_To do_. With the records below as your source, retype each line exactly from the top down to the line that contains "const LABEL: Rgb<u8> = Rgb([60, 60, 60]);", and include that line.

_Data records_.
//! Line chart rasterizer for score history.
//!
//! Y is fixed at 0..=100. X spans the first to last capture time; a single
//! capture (or several at the same instant) is centred.

use chrono::{Duration, NaiveDateTime};
use image::{Rgb, RgbImage};

use crate::db::ScorePoint;

const BACKGROUND: Rgb<u8> = Rgb([255, 255, 255]);
const GRID: Rgb<u8> = Rgb([225, 225, 225]);
const AXIS: Rgb<u8> = Rgb([90, 90, 90]);
const LABEL: Rgb<u8> = Rgb([60, 60, 60]);
const SERIES: Rgb<u8> = Rgb([0x2e, 0xcc, 0x71]);
const FILL_ALPHA: f32 = 0.3;

const MARGIN_LEFT: u32 = 80;
const MARGIN_RIGHT: u32 = 40;
const MARGIN_TOP: u32 = 40;
const MARGIN_BOTTOM: u32 = 70;

pub const MIN_WIDTH: u32 = 320;
pub const MIN_HEIGHT: u32 = 200;

const GLYPH_SCALE: i64 = 2;
const X_TICKS: usize = 6;

/// Pixel bounds of the plotting area.
#[derive(Debug, Clone, Copy)]
struct PlotArea {
    left: i64,
    right: i64,
    top: i64,
    bottom: i64,
}

impl PlotArea {
    fn new(width: u32, height: u32) -> Self {
        Self {
            left: MARGIN_LEFT as i64,
            right: (width - MARGIN_RIGHT) as i64,
            top: MARGIN_TOP as i64,
            bottom: (height - MARGIN_BOTTOM) as i64,
        }
    }

    fn y_for(&self, score: f64) -> i64 {
        let span = (self.bottom - self.top) as f64;
        self.bottom - (score.clamp(0.0, 100.0) / 100.0 * span).round() as i64
    }

    fn x_for(&self, at: NaiveDateTime, first: NaiveDateTime, last: NaiveDateTime) -> i64 {
        let total = (last - first).num_milliseconds();
        if total <= 0 {
            return (self.left + self.right) / 2;
        }
        let offset = (at - first).num_milliseconds() as f64 / total as f64;
        self.left + (offset * (self.right - self.left) as f64).round() as i64
    }
}

/// Pixel position of every point, in input order.
pub fn project(points: &[ScorePoint], width: u32, height: u32) -> Vec<(i64, i64)> {
    let (width, height) = (width.max(MIN_WIDTH), height.max(MIN_HEIGHT));
    let area = PlotArea::new(width, height);
    let (first, last) = match time_bounds(points) {
        Some(bounds) => bounds,
        None => return Vec::new(),
    };
    points
        .iter()
        .map(|p| (area.x_for(p.captured_at, first, last), area.y_for(p.plant_score)))
        .collect()
}

/// Render `points` (expected oldest first) as a line chart.
pub fn render(points: &[ScorePoint], width: u32, height: u32) -> RgbImage {
    let (width, height) = (width.max(MIN_WIDTH), height.max(MIN_HEIGHT));
    let mut img = RgbImage::from_pixel(width, height, BACKGROUND);
    let area = PlotArea::new(width, height);

    draw_y_axis(&mut img, &area);

    let Some((first, last)) = time_bounds(points) else {
        draw_frame(&mut img, &area);
        return img;
    };
    draw_x_axis(&mut img, &area, first, last);
    draw_frame(&mut img, &area);

    let coords = project(points, width, height);
    fill_under(&mut img, &area, &coords);
    for pair in coords.windows(2) {
        draw_thick_line(&mut img, pair[0], pair[1], SERIES);
    }
    for &(x, y) in &coords {
        fill_circle(&mut img, x, y, 5, SERIES);
    }
    img
}

fn time_bounds(points: &[ScorePoint]) -> Option<(NaiveDateTime, NaiveDateTime)> {
    let first = points.iter().map(|p| p.captured_at).min()?;
    let last = points.iter().map(|p| p.captured_at).max()?;
    Some((first, last))
}

fn draw_frame(img: &mut RgbImage, area: &PlotArea) {
    draw_line(img, (area.left, area.top), (area.left, area.bottom), AXIS);
    draw_line(img, (area.left, area.bottom), (area.right, area.bottom), AXIS);
}

fn draw_y_axis(img: &mut RgbImage, area: &PlotArea) {
    for score in (0..=100).step_by(20) {
        let y = area.y_for(score as f64);
        draw_line(img, (area.left, y), (area.right, y), GRID);
        draw_line(img, (area.left - 6, y), (area.left, y), AXIS);

        let label = score.to_string();
        let label_width = text_width(&label);
        draw_text(
            img,
            &label,
            area.left - 12 - label_width,
            y - GLYPH_HEIGHT * GLYPH_SCALE / 2,
            LABEL,
        );
    }
}

fn draw_x_axis(img: &mut RgbImage, area: &PlotArea, first: NaiveDateTime, last: NaiveDateTime) {
    let span = last - first;
    let format = if span < Duration::days(2) {
        "%H:%M"
    } else {
        "%m-%d"
    };

    let ticks: Vec<NaiveDateTime> = if span.num_milliseconds() <= 0 {
        vec![first]
    } else {
        (0..X_TICKS)
            .map(|i| first + span * i as i32 / (X_TICKS as i32 - 1))
            .collect()
    };

    for at in ticks {
        let x = area.x_for(at, first, last);
        draw_line(img, (x, area.top), (x, area.bottom), GRID);
        draw_line(img, (x, area.bottom), (x, area.bottom + 6), AXIS);

        let label = at.format(format).to_string();
        let label_width = text_width(&label);
        draw_text(img, &label, x - label_width / 2, area.bottom + 14, LABEL);
    }
}

fn fill_under(img: &mut RgbImage, area: &PlotArea, coords: &[(i64, i64)]) {
    for pair in coords.windows(2) {
        let ((x0, y0), (x1, y1)) = (pair[0], pair[1]);
        if x1 <= x0 {
            continue;
        }
        for x in x0..x1 {
            let t = (x - x0) as f64 / (x1 - x0) as f64;
            let y_top = y0 as f64 + t * (y1 - y0) as f64;
            for y in y_top.round() as i64..area.bottom {
                blend_pixel(img, x, y, SERIES, FILL_ALPHA);
            }
        }
    }
}

fn in_bounds(img: &RgbImage, x: i64, y: i64) -> bool {
    x >= 0 && y >= 0 && x < img.width() as i64 && y < img.height() as i64
}

fn put_pixel(img: &mut RgbImage, x: i64, y: i64, color: Rgb<u8>) {
    if in_bounds(img, x, y) {
        img.put_pixel(x as u32, y as u32, color);
    }
}

fn blend_pixel(img: &mut RgbImage, x: i64, y: i64, color: Rgb<u8>, alpha: f32) {
    if !in_bounds(img, x, y) {
        return;
    }
    let px = img.get_pixel_mut(x as u32, y as u32);
    for c in 0..3 {
        let blended = px.0[c] as f32 * (1.0 - alpha) + color.0[c] as f32 * alpha;
        px.0[c] = blended.round() as u8;
    }
}

/// Bresenham.
fn draw_line(img: &mut RgbImage, from: (i64, i64), to: (i64, i64), color: Rgb<u8>) {
    let (mut x, mut y) = from;
    let dx = (to.0 - x).abs();
    let dy = -(to.1 - y).abs();
    let sx = if x < to.0 { 1 } else { -1 };
    let sy = if y < to.1 { 1 } else { -1 };
    let mut err = dx + dy;

    loop {
        put_pixel(img, x, y, color);
        if x == to.0 && y == to.1 {
            break;
        }
        let e2 = 2 * err;
        if e2 >= dy {
            err += dy;
            x += sx;
        }
        if e2 <= dx {
            err += dx;
            y += sy;
        }
    }
}

fn draw_thick_line(img: &mut RgbImage, from: (i64, i64), to: (i64, i64), color: Rgb<u8>) {
    for ox in -1..=1 {
        for oy in -1..=1 {
            draw_line(img, (from.0 + ox, from.1 + oy), (to.0 + ox, to.1 + oy), color);
        }
    }
}

fn fill_circle(img: &mut RgbImage, cx: i64, cy: i64, radius: i64, color: Rgb<u8>) {
    for y in -radius..=radius {
        for x in -radius..=radius {
            if x * x + y * y <= radius * radius {
                put_pixel(img, cx + x, cy + y, color);
            }
        }
    }
}

// 5x7 bitmap glyphs, one byte per row, bit 4 is the leftmost column.
const GLYPH_WIDTH: i64 = 5;
const GLYPH_HEIGHT: i64 = 7;

fn glyph(c: char) -> Option<[u8; 7]> {
    let rows = match c {
        '0' => [0x0E, 0x11, 0x13, 0x15, 0x19, 0x11, 0x0E],
        '1' => [0x04, 0x0C, 0x04, 0x04, 0x04, 0x04, 0x0E],
        '2' => [0x0E, 0x11, 0x01, 0x02, 0x04, 0x08, 0x1F],
        '3' => [0x1F, 0x02, 0x04, 0x02, 0x01, 0x11, 0x0E],
        '4' => [0x02, 0x06, 0x0A, 0x12, 0x1F, 0x02, 0x02],
        '5' => [0x1F, 0x10, 0x1E, 0x01, 0x01, 0x11, 0x0E],
        '6' => [0x06, 0x08, 0x10, 0x1E, 0x11, 0x11, 0x0E],
        '7' => [0x1F, 0x01, 0x02, 0x04, 0x08, 0x08, 0x08],
        '8' => [0x0E, 0x11, 0x11, 0x0E, 0x11, 0x11, 0x0E],
        '9' => [0x0E, 0x11, 0x11, 0x0F, 0x01, 0x02, 0x0C],
        '-' => [0x00, 0x00, 0x00, 0x1F, 0x00, 0x00, 0x00],
        ':' => [0x00, 0x0C, 0x0C, 0x00, 0x0C, 0x0C, 0x00],
        '/' => [0x00, 0x01, 0x02, 0x04, 0x08, 0x10, 0x00],
        ' ' => [0x00; 7],
        _ => return None,
    };
    Some(rows)
}

fn text_width(text: &str) -> i64 {
    let n = text.chars().count() as i64;
    if n == 0 {
        0
    } else {
        (n * (GLYPH_WIDTH + 1) - 1) * GLYPH_SCALE
    }
}

fn draw_text(img: &mut RgbImage, text: &str, x: i64, y: i64, color: Rgb<u8>) {
    let mut cursor = x;
    for c in text.chars() {
        if let Some(rows) = glyph(c) {
            for (row, bits) in rows.iter().enumerate() {
                for col in 0..GLYPH_WIDTH {
                    if bits & (0x10 >> col) != 0 {
                        for sy in 0..GLYPH_SCALE {
                            for sx in 0..GLYPH_SCALE {
                                put_pixel(
                                    img,
                                    cursor + col * GLYPH_SCALE + sx,
                                    y + row as i64 * GLYPH_SCALE + sy,
                                    color,
                                );
                            }
                        }
                    }
                }
            }
        }
        cursor += (GLYPH_WIDTH + 1) * GLYPH_SCALE;
    }
}

#[cfg(test)]
mod tests {
    use super::*;
    use chrono::NaiveDate;

    fn point(day: u32, score: f64) -> ScorePoint {
        ScorePoint {
            captured_at: NaiveDate::from_ymd_opt(2024, 3, day)
                .unwrap()
                .and_hms_opt(12, 0, 0)
                .unwrap(),
            plant_score: score,
        }
    }

    #[test]
    fn test_project_orders_by_time_and_score() {
        let points = [point(1, 20.0), point(2, 80.0), point(3, 50.0)];
        let coords = project(&points, 800, 400);
        assert_eq!(coords.len(), 3);
        assert!(coords[0].0 < coords[1].0 && coords[1].0 < coords[2].0);
        assert!(coords[1].1 < coords[2].1 && coords[2].1 < coords[0].1);
        assert_eq!(coords[0].0, MARGIN_LEFT as i64);
        assert_eq!(coords[2].0, (800 - MARGIN_RIGHT) as i64);
    }

    #[test]
    fn test_single_point_is_centred() {
        let coords = project(&[point(5, 100.0)], 800, 400);
        let expected_x = (MARGIN_LEFT as i64 + (800 - MARGIN_RIGHT) as i64) / 2;
        assert_eq!(coords, vec![(expected_x, MARGIN_TOP as i64)]);
    }

    #[test]
    fn test_render_marks_points() {
        let points = [point(1, 10.0), point(4, 90.0)];
        let img = render(&points, 640, 320);
        assert_eq!(img.dimensions(), (640, 320));

        for (x, y) in project(&points, 640, 320) {
            assert_eq!(*img.get_pixel(x as u32, y as u32), SERIES);
        }
    }

    #[test]
    fn test_render_clamps_tiny_sizes() {
        let img = render(&[point(1, 50.0)], 10, 10);
        assert_eq!(img.dimensions(), (MIN_WIDTH, MIN_HEIGHT));
    }

    #[test]
    fn test_text_width() {
        assert_eq!(text_width(""), 0);
        assert_eq!(text_width("1"), GLYPH_WIDTH * GLYPH_SCALE);
        assert_eq!(text_width("100"), (3 * 6 - 1) * GLYPH_SCALE);
    }
}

_Reply_.
//! Line chart rasterizer for score history.
//!
//! Y is fixed at 0..=100. X spans the first to last capture time; a single
//! capture (or several at the same instant) is centred.

use chrono::{Duration, NaiveDateTime};
use image::{Rgb, RgbImage};

use crate::db::ScorePoint;

const BACKGROUND: Rgb<u8> = Rgb([255, 255, 255]);
const GRID: Rgb<u8> = Rgb([225, 225, 225]);
const AXIS: Rgb<u8> = Rgb([90, 90, 90]);
const LABEL: Rgb<u8> = Rgb([60, 60, 60]);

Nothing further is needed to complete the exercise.